What you should do> Write out, without any change, the lines in the material below that run from the line with "filename src/models/user.rs" through the line with "(email, first_name, last_name)", both included.
[Supplied information — start]
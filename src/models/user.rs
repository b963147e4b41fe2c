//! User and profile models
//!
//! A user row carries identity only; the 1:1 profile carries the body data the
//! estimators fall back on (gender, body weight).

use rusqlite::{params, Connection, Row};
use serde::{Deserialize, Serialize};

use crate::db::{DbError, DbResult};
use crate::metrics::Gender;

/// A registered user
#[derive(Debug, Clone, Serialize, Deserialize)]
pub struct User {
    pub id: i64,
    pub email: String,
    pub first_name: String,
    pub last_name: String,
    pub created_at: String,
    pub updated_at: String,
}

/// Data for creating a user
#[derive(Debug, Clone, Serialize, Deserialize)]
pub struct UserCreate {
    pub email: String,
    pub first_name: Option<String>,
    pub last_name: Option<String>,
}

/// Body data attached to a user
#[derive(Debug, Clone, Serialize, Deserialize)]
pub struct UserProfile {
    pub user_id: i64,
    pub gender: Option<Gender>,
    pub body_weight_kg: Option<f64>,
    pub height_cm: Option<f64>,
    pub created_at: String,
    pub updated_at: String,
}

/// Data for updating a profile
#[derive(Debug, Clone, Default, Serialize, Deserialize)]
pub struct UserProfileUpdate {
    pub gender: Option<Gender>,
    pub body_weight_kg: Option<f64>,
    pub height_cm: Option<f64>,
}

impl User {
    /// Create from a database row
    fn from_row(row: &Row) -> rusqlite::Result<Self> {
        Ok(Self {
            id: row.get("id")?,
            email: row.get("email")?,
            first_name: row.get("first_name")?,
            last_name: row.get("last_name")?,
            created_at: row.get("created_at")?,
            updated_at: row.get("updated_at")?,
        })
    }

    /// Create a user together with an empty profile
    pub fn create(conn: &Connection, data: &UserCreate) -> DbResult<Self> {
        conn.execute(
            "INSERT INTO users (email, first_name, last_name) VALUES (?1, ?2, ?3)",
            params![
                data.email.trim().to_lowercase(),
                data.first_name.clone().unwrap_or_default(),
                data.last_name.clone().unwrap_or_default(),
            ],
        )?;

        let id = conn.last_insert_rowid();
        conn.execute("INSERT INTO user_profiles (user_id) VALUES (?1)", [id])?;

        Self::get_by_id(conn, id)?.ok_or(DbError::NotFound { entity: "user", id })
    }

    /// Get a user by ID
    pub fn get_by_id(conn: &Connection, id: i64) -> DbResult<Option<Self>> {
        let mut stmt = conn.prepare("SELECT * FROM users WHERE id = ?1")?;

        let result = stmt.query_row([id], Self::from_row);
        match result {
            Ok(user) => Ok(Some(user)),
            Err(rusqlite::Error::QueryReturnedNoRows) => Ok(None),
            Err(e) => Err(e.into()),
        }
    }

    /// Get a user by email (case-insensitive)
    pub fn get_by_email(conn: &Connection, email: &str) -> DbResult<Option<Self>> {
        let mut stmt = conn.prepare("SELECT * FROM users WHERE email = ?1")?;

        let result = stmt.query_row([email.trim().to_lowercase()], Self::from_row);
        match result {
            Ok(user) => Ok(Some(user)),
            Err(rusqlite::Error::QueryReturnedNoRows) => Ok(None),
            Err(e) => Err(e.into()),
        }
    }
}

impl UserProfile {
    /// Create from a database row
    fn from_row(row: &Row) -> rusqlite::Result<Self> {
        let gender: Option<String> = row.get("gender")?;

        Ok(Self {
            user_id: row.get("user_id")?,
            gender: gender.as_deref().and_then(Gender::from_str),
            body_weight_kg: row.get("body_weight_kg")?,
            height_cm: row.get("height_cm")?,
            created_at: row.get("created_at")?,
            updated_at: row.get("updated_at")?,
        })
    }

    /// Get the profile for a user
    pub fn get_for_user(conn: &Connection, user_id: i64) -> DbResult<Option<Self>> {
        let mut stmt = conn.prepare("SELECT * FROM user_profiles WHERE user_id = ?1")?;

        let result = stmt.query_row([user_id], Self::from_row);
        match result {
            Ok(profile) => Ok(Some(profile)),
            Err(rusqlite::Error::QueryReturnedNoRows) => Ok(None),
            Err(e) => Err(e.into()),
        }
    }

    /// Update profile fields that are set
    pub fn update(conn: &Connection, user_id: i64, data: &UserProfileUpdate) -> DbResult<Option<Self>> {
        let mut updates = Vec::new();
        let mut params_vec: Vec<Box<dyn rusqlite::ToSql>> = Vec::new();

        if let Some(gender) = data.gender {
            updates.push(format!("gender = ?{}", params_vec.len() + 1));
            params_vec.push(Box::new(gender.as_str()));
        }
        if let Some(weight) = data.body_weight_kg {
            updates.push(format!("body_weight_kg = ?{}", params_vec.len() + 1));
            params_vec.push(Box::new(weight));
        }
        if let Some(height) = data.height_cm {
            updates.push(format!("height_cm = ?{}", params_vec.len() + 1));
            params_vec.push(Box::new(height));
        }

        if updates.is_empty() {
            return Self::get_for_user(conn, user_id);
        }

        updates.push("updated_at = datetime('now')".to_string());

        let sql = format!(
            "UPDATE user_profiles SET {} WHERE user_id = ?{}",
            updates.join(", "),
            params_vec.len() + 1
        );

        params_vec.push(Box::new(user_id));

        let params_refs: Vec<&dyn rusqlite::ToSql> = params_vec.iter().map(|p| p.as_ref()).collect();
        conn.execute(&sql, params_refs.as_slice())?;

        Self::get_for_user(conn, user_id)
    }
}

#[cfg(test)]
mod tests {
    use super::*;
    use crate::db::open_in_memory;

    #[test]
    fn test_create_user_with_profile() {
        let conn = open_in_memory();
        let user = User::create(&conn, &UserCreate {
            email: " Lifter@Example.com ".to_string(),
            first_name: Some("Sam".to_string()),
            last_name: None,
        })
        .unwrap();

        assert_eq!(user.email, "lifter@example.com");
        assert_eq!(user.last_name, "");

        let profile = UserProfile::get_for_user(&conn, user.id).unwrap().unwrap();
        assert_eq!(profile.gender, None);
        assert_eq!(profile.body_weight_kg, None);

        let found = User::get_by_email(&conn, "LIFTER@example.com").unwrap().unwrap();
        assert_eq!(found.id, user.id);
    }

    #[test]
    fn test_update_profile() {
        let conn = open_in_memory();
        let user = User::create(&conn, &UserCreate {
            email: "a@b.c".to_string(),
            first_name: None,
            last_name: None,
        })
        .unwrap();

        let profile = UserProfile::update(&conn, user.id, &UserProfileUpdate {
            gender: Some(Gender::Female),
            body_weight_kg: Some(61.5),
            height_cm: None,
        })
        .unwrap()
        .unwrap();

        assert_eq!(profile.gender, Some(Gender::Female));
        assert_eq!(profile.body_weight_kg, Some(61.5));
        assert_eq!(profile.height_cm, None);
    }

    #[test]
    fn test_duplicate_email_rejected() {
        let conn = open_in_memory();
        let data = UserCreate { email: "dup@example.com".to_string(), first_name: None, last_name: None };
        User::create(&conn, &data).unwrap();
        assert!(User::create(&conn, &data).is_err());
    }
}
[Supplied information — finish]
[Supplied information — start]
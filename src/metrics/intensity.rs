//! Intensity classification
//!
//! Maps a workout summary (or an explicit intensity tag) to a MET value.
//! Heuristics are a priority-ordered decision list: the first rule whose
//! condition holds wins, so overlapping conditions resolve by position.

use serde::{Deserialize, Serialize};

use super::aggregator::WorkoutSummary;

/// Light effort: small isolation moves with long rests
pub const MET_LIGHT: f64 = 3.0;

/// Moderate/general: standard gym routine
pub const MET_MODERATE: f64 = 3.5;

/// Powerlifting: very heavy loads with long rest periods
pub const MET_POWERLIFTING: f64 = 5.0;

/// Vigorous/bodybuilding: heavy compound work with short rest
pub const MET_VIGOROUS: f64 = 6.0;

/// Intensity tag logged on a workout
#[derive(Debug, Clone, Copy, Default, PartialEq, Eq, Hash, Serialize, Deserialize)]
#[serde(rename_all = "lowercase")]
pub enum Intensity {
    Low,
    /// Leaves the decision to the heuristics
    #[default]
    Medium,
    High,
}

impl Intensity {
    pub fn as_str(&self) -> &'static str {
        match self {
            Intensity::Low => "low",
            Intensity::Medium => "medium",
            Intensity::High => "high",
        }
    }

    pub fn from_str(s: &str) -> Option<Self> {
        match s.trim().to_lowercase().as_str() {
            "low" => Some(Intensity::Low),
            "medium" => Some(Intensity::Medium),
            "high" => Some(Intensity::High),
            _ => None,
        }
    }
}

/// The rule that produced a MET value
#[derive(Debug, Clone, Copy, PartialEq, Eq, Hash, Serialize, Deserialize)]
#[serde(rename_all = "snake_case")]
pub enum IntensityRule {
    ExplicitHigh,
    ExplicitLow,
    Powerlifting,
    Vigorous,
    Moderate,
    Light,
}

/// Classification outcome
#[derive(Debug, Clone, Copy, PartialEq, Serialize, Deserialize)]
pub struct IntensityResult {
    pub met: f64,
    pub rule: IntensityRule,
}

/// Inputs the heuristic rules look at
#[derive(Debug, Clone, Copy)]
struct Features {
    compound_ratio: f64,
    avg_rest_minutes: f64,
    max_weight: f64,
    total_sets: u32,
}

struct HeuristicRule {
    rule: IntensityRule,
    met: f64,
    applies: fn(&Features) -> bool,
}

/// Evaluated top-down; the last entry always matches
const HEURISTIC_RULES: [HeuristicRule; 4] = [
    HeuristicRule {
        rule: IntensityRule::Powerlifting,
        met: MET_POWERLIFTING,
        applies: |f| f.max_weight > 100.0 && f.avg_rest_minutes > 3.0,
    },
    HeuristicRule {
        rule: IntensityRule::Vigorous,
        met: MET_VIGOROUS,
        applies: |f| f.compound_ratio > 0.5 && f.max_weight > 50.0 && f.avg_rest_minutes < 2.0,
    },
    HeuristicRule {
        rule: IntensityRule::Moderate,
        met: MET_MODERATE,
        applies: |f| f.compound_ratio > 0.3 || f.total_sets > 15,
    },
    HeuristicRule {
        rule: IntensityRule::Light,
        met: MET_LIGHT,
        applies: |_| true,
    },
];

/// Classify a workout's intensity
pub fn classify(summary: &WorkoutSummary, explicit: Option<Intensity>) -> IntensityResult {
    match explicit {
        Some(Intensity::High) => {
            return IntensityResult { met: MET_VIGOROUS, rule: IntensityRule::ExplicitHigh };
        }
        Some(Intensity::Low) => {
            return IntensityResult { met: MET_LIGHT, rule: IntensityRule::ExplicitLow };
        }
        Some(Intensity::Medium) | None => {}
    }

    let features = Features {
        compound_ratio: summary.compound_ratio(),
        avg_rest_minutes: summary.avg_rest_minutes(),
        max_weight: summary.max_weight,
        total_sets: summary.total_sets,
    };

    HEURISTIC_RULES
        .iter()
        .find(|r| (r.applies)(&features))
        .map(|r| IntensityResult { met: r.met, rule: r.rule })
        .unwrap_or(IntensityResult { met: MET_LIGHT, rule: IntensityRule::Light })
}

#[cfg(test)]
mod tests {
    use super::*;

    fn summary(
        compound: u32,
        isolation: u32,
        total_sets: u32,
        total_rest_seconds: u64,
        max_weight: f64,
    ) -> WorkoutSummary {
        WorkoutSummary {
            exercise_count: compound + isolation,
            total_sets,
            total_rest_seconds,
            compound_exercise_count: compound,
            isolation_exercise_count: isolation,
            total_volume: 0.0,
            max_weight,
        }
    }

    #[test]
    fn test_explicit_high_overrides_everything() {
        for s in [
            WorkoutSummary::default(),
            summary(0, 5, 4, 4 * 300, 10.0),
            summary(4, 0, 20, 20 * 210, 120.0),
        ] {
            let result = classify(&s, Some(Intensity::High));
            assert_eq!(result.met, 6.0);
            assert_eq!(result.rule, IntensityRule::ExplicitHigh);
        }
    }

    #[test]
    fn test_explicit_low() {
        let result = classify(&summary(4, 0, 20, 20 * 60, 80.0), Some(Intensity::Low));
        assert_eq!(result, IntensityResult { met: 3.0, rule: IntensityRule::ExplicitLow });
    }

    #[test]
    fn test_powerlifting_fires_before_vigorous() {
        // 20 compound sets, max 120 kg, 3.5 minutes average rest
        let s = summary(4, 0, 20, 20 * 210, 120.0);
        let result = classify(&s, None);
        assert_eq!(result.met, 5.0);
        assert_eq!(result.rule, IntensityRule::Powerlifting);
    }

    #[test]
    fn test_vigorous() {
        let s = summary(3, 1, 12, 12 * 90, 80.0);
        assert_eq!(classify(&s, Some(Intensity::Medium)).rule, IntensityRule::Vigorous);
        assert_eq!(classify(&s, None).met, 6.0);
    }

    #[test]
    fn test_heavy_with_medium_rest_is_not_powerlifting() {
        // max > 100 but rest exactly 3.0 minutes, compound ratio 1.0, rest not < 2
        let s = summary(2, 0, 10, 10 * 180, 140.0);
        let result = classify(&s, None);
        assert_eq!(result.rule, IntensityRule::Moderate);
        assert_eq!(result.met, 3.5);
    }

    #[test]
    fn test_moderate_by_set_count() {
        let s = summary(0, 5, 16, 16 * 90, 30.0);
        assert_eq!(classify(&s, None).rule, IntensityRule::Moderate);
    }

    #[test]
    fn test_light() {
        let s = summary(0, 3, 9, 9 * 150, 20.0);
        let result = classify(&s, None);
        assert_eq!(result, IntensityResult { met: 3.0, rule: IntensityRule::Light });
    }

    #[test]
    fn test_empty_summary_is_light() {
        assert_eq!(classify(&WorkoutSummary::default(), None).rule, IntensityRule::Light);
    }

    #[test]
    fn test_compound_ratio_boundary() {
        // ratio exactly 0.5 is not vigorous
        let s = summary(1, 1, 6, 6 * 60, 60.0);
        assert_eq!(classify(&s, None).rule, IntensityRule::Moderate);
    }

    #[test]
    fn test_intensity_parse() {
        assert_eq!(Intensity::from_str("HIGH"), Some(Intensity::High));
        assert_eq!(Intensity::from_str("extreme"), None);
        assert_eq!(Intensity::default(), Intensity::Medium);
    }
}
[Supplied information — finish]
Expected answer>
filename src/models/user.rs
repository b963147e4b41fe2c
//! User and profile models
//!
//! A user row carries identity only; the 1:1 profile carries the body data the
//! estimators fall back on (gender, body weight).

use rusqlite::{params, Connection, Row};
use serde::{Deserialize, Serialize};

use crate::db::{DbError, DbResult};
use crate::metrics::Gender;

/// A registered user
#[derive(Debug, Clone, Serialize, Deserialize)]
pub struct User {
    pub id: i64,
    pub email: String,
    pub first_name: String,
    pub last_name: String,
    pub created_at: String,
    pub updated_at: String,
}

/// Data for creating a user
#[derive(Debug, Clone, Serialize, Deserialize)]
pub struct UserCreate {
    pub email: String,
    pub first_name: Option<String>,
    pub last_name: Option<String>,
}

/// Body data attached to a user
#[derive(Debug, Clone, Serialize, Deserialize)]
pub struct UserProfile {
    pub user_id: i64,
    pub gender: Option<Gender>,
    pub body_weight_kg: Option<f64>,
    pub height_cm: Option<f64>,
    pub created_at: String,
    pub updated_at: String,
}

/// Data for updating a profile
#[derive(Debug, Clone, Default, Serialize, Deserialize)]
pub struct UserProfileUpdate {
    pub gender: Option<Gender>,
    pub body_weight_kg: Option<f64>,
    pub height_cm: Option<f64>,
}

impl User {
    /// Create from a database row
    fn from_row(row: &Row) -> rusqlite::Result<Self> {
        Ok(Self {
            id: row.get("id")?,
            email: row.get("email")?,
            first_name: row.get("first_name")?,
            last_name: row.get("last_name")?,
            created_at: row.get("created_at")?,
            updated_at: row.get("updated_at")?,
        })
    }

    /// Create a user together with an empty profile
    pub fn create(conn: &Connection, data: &UserCreate) -> DbResult<Self> {
        conn.execute(
            "INSERT INTO users (email, first_name, last_name) VALUES (?1, ?2, ?3)",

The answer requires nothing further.